Rene Hochreiter, an analyst at Noah Capital, criticised the announcement as public posturing, adding that a lot could happen in 23 years. He said that the British market was small compared with China, the biggest market for platinum.
“It is a badly informed government trying to get votes by climbing on the “2040” bandwagon. Saying that they will sell no more petrol or diesel driven cars is worse in terms of lack of foresight than that shown in our Mining Charter!”
Hochreiter also raised concerns about the costs of a battery driven car, which was currently three times more than similar petrol vehicles, as well as generation capacity of electricity (to replace all petrol and diesel cars would need an estimated extra 30 Eskoms in the UK), availability of enough lithium and recycling of millions of spent (toxic) batteries which have a useful life of only five years.
“Other questions such as an oil price of below $10 a barrel, electricity costs of $2/kW/h and consumer preferences also need to be considered. I think it is hot air, I do not think it is going to happen. The electric car cannot take over completely from diesel and petrol vehicles by 2040 never mind 2050,” he said.
The outlook for the diesel engine remained a key concern after the emissions scandal of 2015 for platinum companies.
Anglo American Platinum, the world biggest platinum producer, said this week that diesel’s share of the light duty vehicle market in Europe had fallen predominantly in France, Germany, Spain and the UK. These were countries where major cities had suggested some or all diesel vehicles might be banned or their use penalised in the future.

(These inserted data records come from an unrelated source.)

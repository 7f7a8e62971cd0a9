//! Per-conversation session state
//!
//! The turn log is append-only and chronological: it is both the audit
//! trail and the context window handed to handlers and the evaluator.

use crate::models::{
    Contribution, HandlerId, RoutingDecision, SideEffect, ToolCall, ToolResult,
};
use chrono::{DateTime, SubsecRound, Utc};
use serde::{Deserialize, Serialize};
use serde_json::Value;
use std::collections::BTreeMap;
use uuid::Uuid;

#[derive(Debug, Clone, Copy, Serialize, Deserialize, PartialEq, Eq)]
#[serde(rename_all = "lowercase")]
pub enum TurnRole {
    User,
    Assistant,
    Tool,
    System,
}

impl TurnRole {
    pub fn label(&self) -> &'static str {
        match self {
            TurnRole::User => "User",
            TurnRole::Assistant => "Assistant",
            TurnRole::Tool => "Tool",
            TurnRole::System => "System",
        }
    }
}

#[derive(Debug, Clone, Copy, Serialize, Deserialize, PartialEq, Eq, Default)]
#[serde(rename_all = "snake_case")]
pub enum SessionStatus {
    #[default]
    Running,
    Accepted,
    NeedsInput,
    Failed,
}

impl SessionStatus {
    pub fn as_str(&self) -> &'static str {
        match self {
            SessionStatus::Running => "running",
            SessionStatus::Accepted => "accepted",
            SessionStatus::NeedsInput => "needs_input",
            SessionStatus::Failed => "failed",
        }
    }

    pub fn parse(s: &str) -> Self {
        match s {
            "accepted" => SessionStatus::Accepted,
            "needs_input" => SessionStatus::NeedsInput,
            "failed" => SessionStatus::Failed,
            _ => SessionStatus::Running,
        }
    }
}

/// Tool invocation details carried by a `Tool` turn
#[derive(Debug, Clone, Serialize, Deserialize, PartialEq)]
pub struct ToolRecord {
    pub call_id: Uuid,
    pub tool_name: String,
    pub arguments: Value,
    pub side_effect: SideEffect,
    pub result: ToolResult,
    pub duration_ms: u64,
}

/// A single entry in the session log
#[derive(Debug, Clone, Serialize, Deserialize, PartialEq)]
pub struct Turn {
    pub turn_id: Uuid,
    pub role: TurnRole,
    pub content: String,
    #[serde(default, skip_serializing_if = "Option::is_none")]
    pub handler: Option<HandlerId>,
    #[serde(default, skip_serializing_if = "Option::is_none")]
    pub tool: Option<ToolRecord>,
    pub created_at: DateTime<Utc>,
}

impl Turn {
    fn new(role: TurnRole, content: String, handler: Option<HandlerId>) -> Self {
        Self {
            turn_id: Uuid::new_v4(),
            role,
            content,
            handler,
            tool: None,
            // microsecond precision survives a TIMESTAMPTZ round trip
            created_at: Utc::now().trunc_subsecs(6),
        }
    }

    pub fn user(content: impl Into<String>) -> Self {
        Self::new(TurnRole::User, content.into(), None)
    }

    pub fn assistant(handler: HandlerId, content: impl Into<String>) -> Self {
        Self::new(TurnRole::Assistant, content.into(), Some(handler))
    }

    pub fn system(content: impl Into<String>) -> Self {
        Self::new(TurnRole::System, content.into(), None)
    }

    pub fn tool_result(
        handler: HandlerId,
        call: &ToolCall,
        side_effect: SideEffect,
        result: ToolResult,
        duration_ms: u64,
    ) -> Self {
        let content = match &result {
            ToolResult::Success(value) => format!("{} -> {}", call.tool_name, value),
            ToolResult::Failure(failure) => format!(
                "{} failed ({}): {}",
                call.tool_name, failure.kind, failure.message
            ),
        };

        let mut turn = Self::new(TurnRole::Tool, content, Some(handler));
        turn.tool = Some(ToolRecord {
            call_id: call.call_id,
            tool_name: call.tool_name.clone(),
            arguments: call.arguments.clone(),
            side_effect,
            result,
            duration_ms,
        });
        turn
    }

    /// True for tool turns whose result is a failure descriptor
    pub fn is_error(&self) -> bool {
        self.tool
            .as_ref()
            .map(|t| !t.result.is_success())
            .unwrap_or(false)
    }
}

/// Plan progress kept while the session waits for caller input
#[derive(Debug, Clone, Serialize, Deserialize, PartialEq)]
pub struct PendingPlan {
    pub task: String,
    /// `None` when routing itself asked for clarification
    pub decision: Option<RoutingDecision>,
    pub position: usize,
    #[serde(default)]
    pub accepted: Vec<Contribution>,
}

#[derive(Debug, Clone, Serialize, Deserialize, PartialEq)]
pub struct Session {
    conversation_id: String,
    turns: Vec<Turn>,
    success_criterion: Option<String>,
    feedback: String,
    status: SessionStatus,
    shared_context: BTreeMap<String, Value>,
    pending: Option<PendingPlan>,
    created_at: DateTime<Utc>,
    updated_at: DateTime<Utc>,
}

impl Session {
    pub fn new(conversation_id: impl Into<String>) -> Self {
        let now = Utc::now();
        Self {
            conversation_id: conversation_id.into(),
            turns: Vec::new(),
            success_criterion: None,
            feedback: String::new(),
            status: SessionStatus::Running,
            shared_context: BTreeMap::new(),
            pending: None,
            created_at: now,
            updated_at: now,
        }
    }

    /// Rebuild a session from persisted parts (checkpoint stores)
    #[allow(clippy::too_many_arguments)]
    pub fn restore(
        conversation_id: String,
        turns: Vec<Turn>,
        success_criterion: Option<String>,
        feedback: String,
        status: SessionStatus,
        shared_context: BTreeMap<String, Value>,
        pending: Option<PendingPlan>,
        created_at: DateTime<Utc>,
        updated_at: DateTime<Utc>,
    ) -> Self {
        Self {
            conversation_id,
            turns,
            success_criterion,
            feedback,
            status,
            shared_context,
            pending,
            created_at,
            updated_at,
        }
    }

    pub fn conversation_id(&self) -> &str {
        &self.conversation_id
    }

    // =============================
    // Turn log
    // =============================

    pub fn turns(&self) -> &[Turn] {
        &self.turns
    }

    pub fn turn_count(&self) -> usize {
        self.turns.len()
    }

    pub fn append(&mut self, turn: Turn) {
        self.turns.push(turn);
        self.updated_at = Utc::now();
    }

    pub fn extend(&mut self, turns: impl IntoIterator<Item = Turn>) {
        self.turns.extend(turns);
        self.updated_at = Utc::now();
    }

    /// Turns appended after the first `len` entries
    pub fn turns_after(&self, len: usize) -> &[Turn] {
        self.turns.get(len..).unwrap_or(&[])
    }

    /// Index just past the most recent user turn (start of the current task)
    pub fn current_task_start(&self) -> usize {
        self.turns
            .iter()
            .rposition(|t| t.role == TurnRole::User)
            .map(|i| i + 1)
            .unwrap_or(0)
    }

    /// Tool turns recorded for `handler` since the latest user input
    pub fn tool_records_for(&self, handler: HandlerId) -> impl Iterator<Item = &ToolRecord> {
        self.turns[self.current_task_start()..]
            .iter()
            .filter(move |t| t.handler == Some(handler))
            .filter_map(|t| t.tool.as_ref())
    }

    pub fn last_assistant_handler(&self) -> Option<HandlerId> {
        self.turns
            .iter()
            .rev()
            .find(|t| t.role == TurnRole::Assistant)
            .and_then(|t| t.handler)
    }

    /// Render the log as plain text for prompts
    pub fn format_conversation(&self) -> String {
        self.turns
            .iter()
            .map(|t| match t.handler {
                Some(h) if t.role == TurnRole::Assistant => {
                    format!("Assistant ({}): {}", h.display_name(), t.content)
                }
                _ => format!("{}: {}", t.role.label(), t.content),
            })
            .collect::<Vec<_>>()
            .join("\n")
    }

    // =============================
    // Criterion & feedback
    // =============================

    pub fn success_criterion(&self) -> Option<&str> {
        self.success_criterion.as_deref()
    }

    pub(crate) fn set_success_criterion(&mut self, criterion: Option<String>) {
        self.success_criterion = criterion.filter(|c| !c.trim().is_empty());
    }

    pub fn feedback(&self) -> &str {
        &self.feedback
    }

    pub(crate) fn set_feedback(&mut self, feedback: impl Into<String>) {
        self.feedback = feedback.into();
        self.updated_at = Utc::now();
    }

    pub(crate) fn clear_feedback(&mut self) {
        self.feedback.clear();
    }

    // =============================
    // Status
    // =============================

    pub fn status(&self) -> SessionStatus {
        self.status
    }

    pub(crate) fn set_status(&mut self, status: SessionStatus) {
        self.status = status;
        self.updated_at = Utc::now();
    }

    pub fn pending(&self) -> Option<&PendingPlan> {
        self.pending.as_ref()
    }

    pub(crate) fn set_pending(&mut self, pending: Option<PendingPlan>) {
        self.pending = pending;
    }

    pub(crate) fn take_pending(&mut self) -> Option<PendingPlan> {
        self.pending.take()
    }

    // =============================
    // Shared context (insert/overwrite only)
    // =============================

    pub fn shared_context(&self) -> &BTreeMap<String, Value> {
        &self.shared_context
    }

    pub fn context_value(&self, key: &str) -> Option<&Value> {
        self.shared_context.get(key)
    }

    pub(crate) fn merge_context(&mut self, updates: BTreeMap<String, Value>) {
        if updates.is_empty() {
            return;
        }
        self.shared_context.extend(updates);
        self.updated_at = Utc::now();
    }

    pub fn created_at(&self) -> DateTime<Utc> {
        self.created_at
    }

    pub fn updated_at(&self) -> DateTime<Utc> {
        self.updated_at
    }
}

Diesel remained extremely important for light and heavyduty vehicle manufacturers. “Heavy duty diesel is a growing source of demand for platinum for use in emissions after-treatment. Vehicle numbers are expected to increase by a compound annual growth rate of 3 percent over the next decade and emissions limits will tighten,” it said.
“China will implement new emissions rules in 2017 and again in 2019 and this could boost demand by 200 000 ounces of platinum annually, and tighter rules will also be implemented in India over a similar timescale.”
Wendy Tlou, a spokesperson at Lonmin, the world’s third biggest platinum producer, said 2040 was 23 years into the future, and in the meantime international governments were making a primary objective the reduction of nitrogen dioxide .
“That will mean a greater use of platinum catalysts. In addition, research into fuel cell technology is being accelerated,” she said.